Phone: +357 25 871599

Qualifications
  • LLB (University of Bristol), 2009
  • Admitted to the Cyprus Bar, 2010
  • Barrister, of Gray’s Inn (London, UK), 2011
  • BPTC (City University London), 2011
  • Blockchain, Law, Regulation and Policy course (UNIC) 2019
  • Diploma in VAT Excellence (DiVE), 2022
Memberships
  • Cyprus Bar Association
  • Honourable Society of Gray’s Inn
  • CYVA (Cyprus VAT Association)
Recommendations
  • The Legal 500 EMEA 2022
  • IFLR 1000 Financial & Corporate 2022
Sample Work
  • Engaged by one of the biggest and most well-respected investment banks in the world to provide specialized advice in relation to an Alternative Investment Fund with limited number of investors. Our role was to explain in a detailed and sufficient manner the applicable regulatory framework for this type of investment vehicle which aspired in raising USD 400 million from professional and well-informed investors. Our involvement included the provision of regulatory advice in relation to the applicable regulatory requirements of the depositary, which was going to be appointed from this type of entity.
  • Advising one of the most important foreign banks in relation to a financing transaction of approximately USD 130 million regarding the acquisition of the 50% of the shares of a Cyprus Company, which holds the operations of one of the most important ports in the Baltic Sea. Our involvement includes amongst others, extensive negotiation of the security documents, share purchase agreement and the completion mechanics for the simultaneous transfer of the shares and pledging of the same, advising on the loan and how to safeguard and minimize any risks of the bank by way of including special provisions in the shareholder agreement between the purchaser and the borrower as well as in the articles of the target, drafting the share purchase completion mechanics and reflecting the same in the escrow agreement, including reviewing and advising on other transaction documentation (including cargo transhipment and coal supply agreements, share pledges, share purchase agreements, deeds of subordination, escrow agreement), issuing legal opinions on Cyprus entities, conducting a due diligence on the Cyprus entities, advising on enforceability of security arrangements and so on.
  • Advising a Cyprus public listed company, which is currently designing and developing a new special leisure, golf and residential project, in relation to a EUR 37 million financing transaction to be provided by one of the biggest banks in Cyprus. Reviewing and advising on the term loan facility documentation, and the security documentation, participating in lengthy negotiations with the banking institution, preparation of all necessary resolutions and other corporate documents and provision of specialised legal advice and assistance. This is an important project due to the fact that the transaction is heavily negotiated and also because the client is a member of one of the biggest business groups of Cyprus with a strong reputation established in the end of the 19th century.

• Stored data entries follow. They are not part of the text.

use axum::{
    extract::{Path, State},
    response::Json,
};
use crate::errors::{AppError, AppResult};
use serde_json::{json, Value};
use crate::models::{Image, ImageForm, Task};
use super::AppState;

pub async fn put_image(
    Path(image_id): Path<String>,
    State(state): State<AppState>,
    Json(form): Json<ImageForm>,
) -> AppResult<Json<Image>> {
    if form.name.trim().is_empty() {
        return Err(AppError::Validation("Image name must not be empty".into()));
    }

    let image = Image {
        id: image_id,
        name: form.name,
        url: form.url,
        size: form.size,
        mime_type: form.mime_type,
        metadata: form.metadata,
    };
    state.store.save_image(&image).await?;

    tracing::info!("Registered image {} ({})", image.id, image.name);
    Ok(Json(image))
}

pub async fn get_image(
    Path(image_id): Path<String>,
    State(state): State<AppState>,
) -> AppResult<Json<Image>> {
    let image = state
        .store
        .get_image(&image_id)
        .await?
        .ok_or_else(|| {
            tracing::warn!("Image not found: {}", image_id);
            AppError::NotFound(format!("Image {} not found", image_id))
        })?;
    Ok(Json(image))
}

pub async fn list_images(State(state): State<AppState>) -> AppResult<Json<Vec<Image>>> {
    Ok(Json(state.store.list_images().await?))
}

// Every automation task recorded for one image, oldest first
pub async fn list_image_tasks(
    Path(image_id): Path<String>,
    State(state): State<AppState>,
) -> Json<Value> {
    let tasks = state.engine.tasks_for_image(&image_id);
    let views: Vec<&Task> = tasks.iter().map(|task| task.as_ref()).collect();
    Json(json!(views))
}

  • Advising a leading international provider of services for the aviation industry with presence in more than 40 jurisdictions, in various important projects involving highly complex matters. Initially, we provided legal advice in relation to two cross-border mergers into a Cyprus public company; we advised in relation to the merger procedures, the increase of the share capital of the Cyprus company involved, waiver of pre-emption rights, issue and allotment of shares at a premium, notifications to the competition authorities in Cyprus, handled the procedure for maintenance of registry with a depository, provided comprehensive tax advice and on other related matters. Advised the client in relation to a proposed acquisition of an interest in an English holding entity of the world’s leading aircraft charger company; we have provided structuring advice in relation to a proposed listing of a Cyprus public company on the Hong Kong Stock Exchange, equity swaps, buy back of shares by a Cyprus public company, applicable pre-emption rights and other relevant issues. Additionally, we have been engaged again to provide our assistance in relation to a cross-border merger of a Cyprus public company to a UK public company where we provided structuring advice and handled all the necessary procedures for effecting the same.We have been further engaged in addressing various issues arising between the shareholders themselves and between the shareholders and the company. We have been addressing numerous requests on various corporate matters from minority shareholders and advising as to the proper procedures, which are required to be followed under Cyprus law with respect to the passing of general meetings, the annual general meeting, appointment of auditors, remuneration of auditors, composition of the board of directors, declaration of dividends, changes to the articles of association and other various corporate matters. We have been attending and advising at the annual general meeting and the extraordinary general meeting due to dissenting views on various corporate matters and we have been advising the majority shareholders on the their voting rights and assisting in responding to countless letters by the minority shareholders. We have also made amendments to the articles of association of the company in order to cater for the delegation of powers to committees.